The real determinant of timing is the competitors

Western Union cannot actually control the speed of its own innovation, which may be the most uncomfortable part. The overall speed of its old profit structure depends on the pace of collection and the stability of competitors’ adoption of currency settlement; and this adoption is already happening in Western Union’s most dependent markets. Crypto remittance companies are expanding channel by channel; stablecoin issuers are competing for the same emerging markets; card organizations and fintech firms are building their own stable settlement coin systems. Conversely, the cheaper route will involve many channels simultaneously engaging users, no longer relying solely on Western Union. This multi-front pressure means Western Union can no longer afford to wait; waiting would hand over the channels to those who act earlier. This also explains why USDPT is launched at this time — it will accelerate the profit pressures Western Union is already facing. Western Union’s logic is: why wait for others to complete their transformation? Instead, it’s better to participate early, at least securing a “ticket” into the new system. But this choice still means that it is rushing toward a point where its once high-margin business no longer exists — arriving late might mean losing even its position.
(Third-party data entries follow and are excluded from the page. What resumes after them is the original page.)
#[cfg(test)]
#[allow(clippy::unwrap_used)]
mod tests {
    use serde::Deserialize;
    use serde_json::json;

    use super::*;

    /// A backend that is never available.
    struct Broken;

    #[async_trait]
    impl StorageBackend for Broken {
        fn name(&self) -> &'static str {
            "broken"
        }

        async fn save(&self, _: &str, _: &[Value]) -> Result<(), StorageError> {
            Err(std::io::Error::other("quota exceeded").into())
        }

        async fn load(&self, _: &str) -> Result<Option<Vec<Value>>, StorageError> {
            Err(std::io::Error::other("unavailable").into())
        }

        async fn clear(&self, _: &str) -> Result<(), StorageError> {
            Err(std::io::Error::other("unavailable").into())
        }
    }

    /// An in-memory backend whose saves can be made to fail, like a disk
    /// that has run out of quota.
    #[derive(Default)]
    struct Flaky {
        store: MemoryStore,
        full: std::sync::atomic::AtomicBool,
    }

    impl Flaky {
        fn fill_up(&self) {
            self.full.store(true, std::sync::atomic::Ordering::SeqCst);
        }
    }

    #[async_trait]
    impl StorageBackend for Flaky {
        fn name(&self) -> &'static str {
            "flaky"
        }

        async fn save(&self, collection: &str, records: &[Value]) -> Result<(), StorageError> {
            if self.full.load(std::sync::atomic::Ordering::SeqCst) {
                return Err(std::io::Error::other("quota exceeded").into());
            }
            self.store.save(collection, records).await
        }

        async fn load(&self, collection: &str) -> Result<Option<Vec<Value>>, StorageError> {
            self.store.load(collection).await
        }

        async fn clear(&self, collection: &str) -> Result<(), StorageError> {
            self.store.clear(collection).await
        }
    }

    #[derive(Debug, PartialEq, Serialize, Deserialize)]
    struct Note {
        id: String,
        body: String,
    }

    #[tokio::test]
    async fn test_falls_back_past_broken_backend() {
        let dir = tempfile::tempdir().unwrap();
        let flat = Arc::new(FlatStore::new(dir.path().join("flat.json")));
        let persistence = Persistence::new(vec![Arc::new(Broken), flat.clone()]);

        persistence.save("notes", &[json!({"id": "a"})]).await;

        assert_eq!(flat.load("notes").await.unwrap(), Some(vec![json!({"id": "a"})]));
        assert_eq!(persistence.load("notes").await, vec![json!({"id": "a"})]);
    }

    #[tokio::test]
    async fn test_refused_save_never_leaves_stale_copy_ahead() {
        let dir = tempfile::tempdir().unwrap();
        let primary = Arc::new(Flaky::default());
        let backends: Vec<Arc<dyn StorageBackend>> =
            vec![primary.clone(), Arc::new(FlatStore::new(dir.path().join("flat.json")))];
        let persistence = Persistence::new(backends.clone());

        persistence.save("cart", &[json!({"id": "old"})]).await;
        primary.fill_up();
        persistence.save("cart", &[json!({"id": "new"})]).await;

        assert_eq!(persistence.load("cart").await, vec![json!({"id": "new"})]);
        assert_eq!(primary.load("cart").await.unwrap(), None);

        // A fresh chain over the same stores, as after a restart.
        let reopened = Persistence::new(backends);
        assert_eq!(reopened.load("cart").await, vec![json!({"id": "new"})]);
    }

    #[tokio::test]
    async fn test_recovered_primary_supersedes_fallback_copy() {
        let dir = tempfile::tempdir().unwrap();
        let primary = Arc::new(Flaky::default());
        let flat = Arc::new(FlatStore::new(dir.path().join("flat.json")));
        let persistence = Persistence::new(vec![primary.clone(), flat.clone()]);

        primary.fill_up();
        persistence.save("cart", &[json!({"id": "offline"})]).await;
        primary.full.store(false, std::sync::atomic::Ordering::SeqCst);
        persistence.save("cart", &[json!({"id": "latest"})]).await;

        assert_eq!(persistence.load("cart").await, vec![json!({"id": "latest"})]);
        assert_eq!(flat.load("cart").await.unwrap(), None);
    }

    #[tokio::test]
    async fn test_memory_fallback_is_read_before_stale_disk() {
        let primary = Arc::new(Flaky::default());
        let persistence = Persistence::new(vec![primary.clone()]);

        persistence.save("session", &[json!({"id": "v1"})]).await;
        primary.fill_up();
        persistence.save("session", &[json!({"id": "v2"})]).await;

        assert_eq!(persistence.load("session").await, vec![json!({"id": "v2"})]);
    }

    #[tokio::test]
    async fn test_degrades_to_memory_when_everything_fails() {
        let persistence = Persistence::new(vec![Arc::new(Broken), Arc::new(Broken)]);

        persistence.save("notes", &[json!({"id": "a"})]).await;

        assert_eq!(persistence.load("notes").await, vec![json!({"id": "a"})]);
    }

    #[tokio::test]
    async fn test_missing_collection_loads_empty() {
        let dir = tempfile::tempdir().unwrap();
        let persistence = Persistence::on_disk(dir.path());
        assert!(persistence.load("nothing-here").await.is_empty());
    }

    #[tokio::test]
    async fn test_clear_removes_everywhere() {
        let dir = tempfile::tempdir().unwrap();
        let persistence = Persistence::on_disk(dir.path());
        persistence.save("session", &[json!({"id": "s"})]).await;

        persistence.clear("session").await;

        assert!(persistence.load("session").await.is_empty());
    }

    #[tokio::test]
    async fn test_typed_round_trip_survives_new_instance() {
        let dir = tempfile::tempdir().unwrap();
        let notes = vec![
            Note { id: "1".into(), body: "first".into() },
            Note { id: "2".into(), body: "second".into() },
        ];

        Persistence::on_disk(dir.path()).save_records("notes", &notes).await;
        let mut loaded: Vec<Note> = Persistence::on_disk(dir.path()).load_records("notes").await;
        loaded.sort_by(|a, b| a.id.cmp(&b.id));

        assert_eq!(loaded, notes);
    }

    #[tokio::test]
    async fn test_undecodable_records_are_skipped() {
        let persistence = Persistence::in_memory();
        persistence
            .save("notes", &[json!({"id": "1", "body": "ok"}), json!({"id": 2})])
            .await;

        let loaded: Vec<Note> = persistence.load_records("notes").await;
        assert_eq!(loaded.len(), 1);
    }

    #[test]
    fn test_collection_names() {
        assert!(validate_collection("dead-letter").is_ok());
        assert!(validate_collection("cart_v2").is_ok());
        assert!(validate_collection("").is_err());
        assert!(validate_collection("../etc").is_err());
    }
}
Understanding a profit statement is key to understanding USDPT

The most accurate way to understand USDPT may be: this is a company finally reading its profit statement correctly. The spread embedded in Western Union’s currency exchange rates, which supported several generations of its business, will eventually disappear regardless of whether Western Union has its own stablecoin; and the company has clearly recognized this. Facing this reality, the company chooses to build its own faster pathway and tries to keep customers on that route, rather than waiting for competitors to build theirs and then taking customers away. This may be the right choice. Rather than unpreparedly completing a pandemic response, it’s better to proactively manage the transition and turn itself into a compliant backbone network for stablecoin remittances; from the results, this is clearly better. At least, Western Union does not deny the problem but faces it head-on, which is commendable. But this step should be understood for its true significance. USDPT is an “automatic machine to end the exchange rate spread,” and the company that created this machine is precisely the one that benefited from that spread in the past. For those who need to send money home, the health crisis is a real progress: they may have previously paid nearly 10% in cash transfer costs, but now it might only be a few cents. This is good for users. But for Western Union, it is also a “disassemblable” move against its own 174-year-old business model — because in its view, tearing down the old house oneself is safer than watching others do it.